• _Activity_
Copy out every line holding the string "Duration" from the records below.

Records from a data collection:
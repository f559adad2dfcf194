//! Strongly-typed identifiers used across the domain.

use core::str::FromStr;

use serde::{Deserialize, Serialize};
use uuid::Uuid;

use crate::error::DomainError;

/// Identifier of a flow run (one requested execution of a flow).
#[derive(Debug, Copy, Clone, PartialEq, Eq, Hash, Serialize, Deserialize)]
#[serde(transparent)]
pub struct RunId(Uuid);

impl RunId {
    /// Create a new identifier.
    ///
    /// Uses UUIDv7 (time-ordered). Prefer passing IDs explicitly in tests
    /// for determinism.
    pub fn new() -> Self {
        Self(Uuid::now_v7())
    }

    pub fn from_uuid(uuid: Uuid) -> Self {
        Self(uuid)
    }

    pub fn as_uuid(&self) -> &Uuid {
        &self.0
    }
}

impl Default for RunId {
    fn default() -> Self {
        Self::new()
    }
}

impl core::fmt::Display for RunId {
    fn fmt(&self, f: &mut core::fmt::Formatter<'_>) -> core::fmt::Result {
        core::fmt::Display::fmt(&self.0, f)
    }
}

impl From<Uuid> for RunId {
    fn from(value: Uuid) -> Self {
        Self(value)
    }
}

impl From<RunId> for Uuid {
    fn from(value: RunId) -> Self {
        value.0
    }
}

impl FromStr for RunId {
    type Err = DomainError;

    fn from_str(s: &str) -> Result<Self, Self::Err> {
        let uuid = Uuid::from_str(s).map_err(|e| DomainError::invalid_id(format!("RunId: {}", e)))?;
        Ok(Self(uuid))
    }
}
/// Owns the authenticated channel to the upstream platform.
pub struct SessionManager {
    config: SessionConfig,
    http: reqwest::Client,
    executor: RequestExecutor,
    store: Arc<dyn SessionStore>,
    /// Credential + expiry; the lock doubles as the single-flight login lock.
    session: Mutex<Option<StoredSession>>,
    health: ConnectionHealth,
    keepalive: StdMutex<Option<JoinHandle<()>>>,
    recovery: StdMutex<Option<JoinHandle<()>>>,
}
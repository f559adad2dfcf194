//! Black-box tests: the full HTTP surface over in-memory stores, simulated
//! payments and a stub upstream platform.

use std::sync::Arc;
use std::time::Duration;

use axum::routing::get;
use axum::{Json, Router};
use serde_json::{json, Value};

use flowbridge_api::app::{build_app, AppServices};
use flowbridge_core::Network;
use flowbridge_engine::{LivePlatform, PollingScheduler, RunOrchestrator, SchedulerConfig, SchedulerHandle};
use flowbridge_payments::{MockPaymentService, PaymentService};
use flowbridge_storage::{InMemoryRunStore, InMemorySessionStore, RunStore};
use flowbridge_upstream::{FlowCatalog, FlowCatalogConfig, SessionConfig, SessionManager, UpstreamClient};

async fn stub_upstream() -> String {
    let app = Router::new()
        .route(
            "/flow",
            get(|| async {
                Json(json!({
                    "items": [{"url": "/demo", "summary": "Demo", "description": "demo flow"}]
                }))
            }),
        )
        .route(
            "/demo",
            get(|| async { Json(json!({"schema": {"q": "string"}})) })
                .post(|| async { Json(json!({"result": "up-1"})) }),
        )
        .route(
            "/outputs/status/:run_id",
            get(|| async {
                Json(json!({"status": "finished", "final": "{\"output\":\"42\"}"}))
            }),
        );

    let listener = tokio::net::TcpListener::bind("127.0.0.1:0").await.unwrap();
    let addr = listener.local_addr().unwrap();
    tokio::spawn(async move {
        axum::serve(listener, app).await.unwrap();
    });
    format!("http://{}", addr)
}

async fn serve_api() -> (String, SchedulerHandle) {
    let upstream_url = stub_upstream().await;

    let session = SessionManager::new(
        SessionConfig::default()
            .with_base_url(&upstream_url)
            .with_api_key("test-key"),
        Arc::new(InMemorySessionStore::new()),
    );
    let client = UpstreamClient::new(session.clone());
    let catalog = Arc::new(FlowCatalog::new(client.clone(), FlowCatalogConfig::default()));
    let platform = Arc::new(LivePlatform::new(client, catalog.clone()));

    let store: Arc<dyn RunStore> = Arc::new(InMemoryRunStore::new());
    let payments: Arc<dyn PaymentService> =
        Arc::new(MockPaymentService::new(Duration::from_millis(50)));

    let orchestrator = RunOrchestrator::new(store, platform, payments, Network::Preprod);
    let scheduler = PollingScheduler::new(
        orchestrator.clone(),
        SchedulerConfig::default()
            .with_poll_interval(Duration::from_millis(200))
            .with_batch_delay(Duration::ZERO),
    );
    let handle = scheduler.spawn();

    let app = build_app(Arc::new(AppServices {
        orchestrator,
        catalog,
        session,
    }));

    let listener = tokio::net::TcpListener::bind("127.0.0.1:0").await.unwrap();
    let addr = listener.local_addr().unwrap();
    tokio::spawn(async move {
        axum::serve(listener, app).await.unwrap();
    });
    (format!("http://{}", addr), handle)
}

#[tokio::test]
async fn health_and_availability_respond() {
    let (base, handle) = serve_api().await;
    let client = reqwest::Client::new();

    let health: Value = client
        .get(format!("{}/health", base))
        .send()
        .await
        .unwrap()
        .json()
        .await
        .unwrap();
    assert_eq!(health["status"], "ok");

    let availability: Value = client
        .get(format!("{}/availability", base))
        .send()
        .await
        .unwrap()
        .json()
        .await
        .unwrap();
    assert!(availability["upstream"]["is_healthy"].as_bool().unwrap());

    handle.shutdown().await;
}

#[tokio::test]
async fn flows_and_schema_are_exposed() {
    let (base, handle) = serve_api().await;
    let client = reqwest::Client::new();

    let flows: Value = client
        .get(format!("{}/flows", base))
        .send()
        .await
        .unwrap()
        .json()
        .await
        .unwrap();
    assert_eq!(flows[0]["key"], "demo");

    let schema: Value = client
        .get(format!("{}/flows/demo/input_schema", base))
        .send()
        .await
        .unwrap()
        .json()
        .await
        .unwrap();
    assert_eq!(schema["schema"]["q"], "string");

    handle.shutdown().await;
}

#[tokio::test]
async fn start_job_runs_to_completion() {
    let (base, handle) = serve_api().await;
    let client = reqwest::Client::new();

    let started: Value = client
        .post(format!("{}/flows/demo/start_job", base))
        .json(&json!({
            "identifier_from_purchaser": "buyer-1",
            "input_data": {"q": "hi"}
        }))
        .send()
        .await
        .unwrap()
        .json()
        .await
        .unwrap();

    assert_eq!(started["status"], "awaiting_payment");
    let job_id = started["job_id"].as_str().unwrap().to_string();
    assert!(started["payment_id"].as_str().unwrap().starts_with("test_block_"));

    // Payment confirms, the run launches, the scheduler reconciles it.
    let mut last = json!(null);
    for _ in 0..100 {
        last = client
            .get(format!("{}/flows/demo/status?job_id={}", base, job_id))
            .send()
            .await
            .unwrap()
            .json()
            .await
            .unwrap();
        if last["status"] == "completed" {
            break;
        }
        tokio::time::sleep(Duration::from_millis(100)).await;
    }

    assert_eq!(last["status"], "completed", "job never completed: {}", last);
    assert_eq!(last["result"], "42");

    handle.shutdown().await;
}

#[tokio::test]
async fn bad_requests_get_stable_errors() {
    let (base, handle) = serve_api().await;
    let client = reqwest::Client::new();

    // Unknown flow.
    let resp = client
        .post(format!("{}/flows/nope/start_job", base))
        .json(&json!({"identifier_from_purchaser": "b", "input_data": {}}))
        .send()
        .await
        .unwrap();
    assert_eq!(resp.status(), 404);

    // Missing purchaser identifier.
    let resp = client
        .post(format!("{}/flows/demo/start_job", base))
        .json(&json!({"identifier_from_purchaser": "", "input_data": {}}))
        .send()
        .await
        .unwrap();
    assert_eq!(resp.status(), 400);

    // Malformed job id.
    let resp = client
        .get(format!("{}/flows/demo/status?job_id=not-a-uuid", base))
        .send()
        .await
        .unwrap();
    assert_eq!(resp.status(), 400);

    // Unknown job id.
    let resp = client
        .get(format!(
            "{}/flows/demo/status?job_id={}",
            base,
            uuid::Uuid::now_v7()
        ))
        .send()
        .await
        .unwrap();
    assert_eq!(resp.status(), 404);

    handle.shutdown().await;
}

• _Response to the exercise_
use std::time::Duration;
        Arc::new(MockPaymentService::new(Duration::from_millis(50)));
            .with_poll_interval(Duration::from_millis(200))
            .with_batch_delay(Duration::ZERO),
        tokio::time::sleep(Duration::from_millis(100)).await;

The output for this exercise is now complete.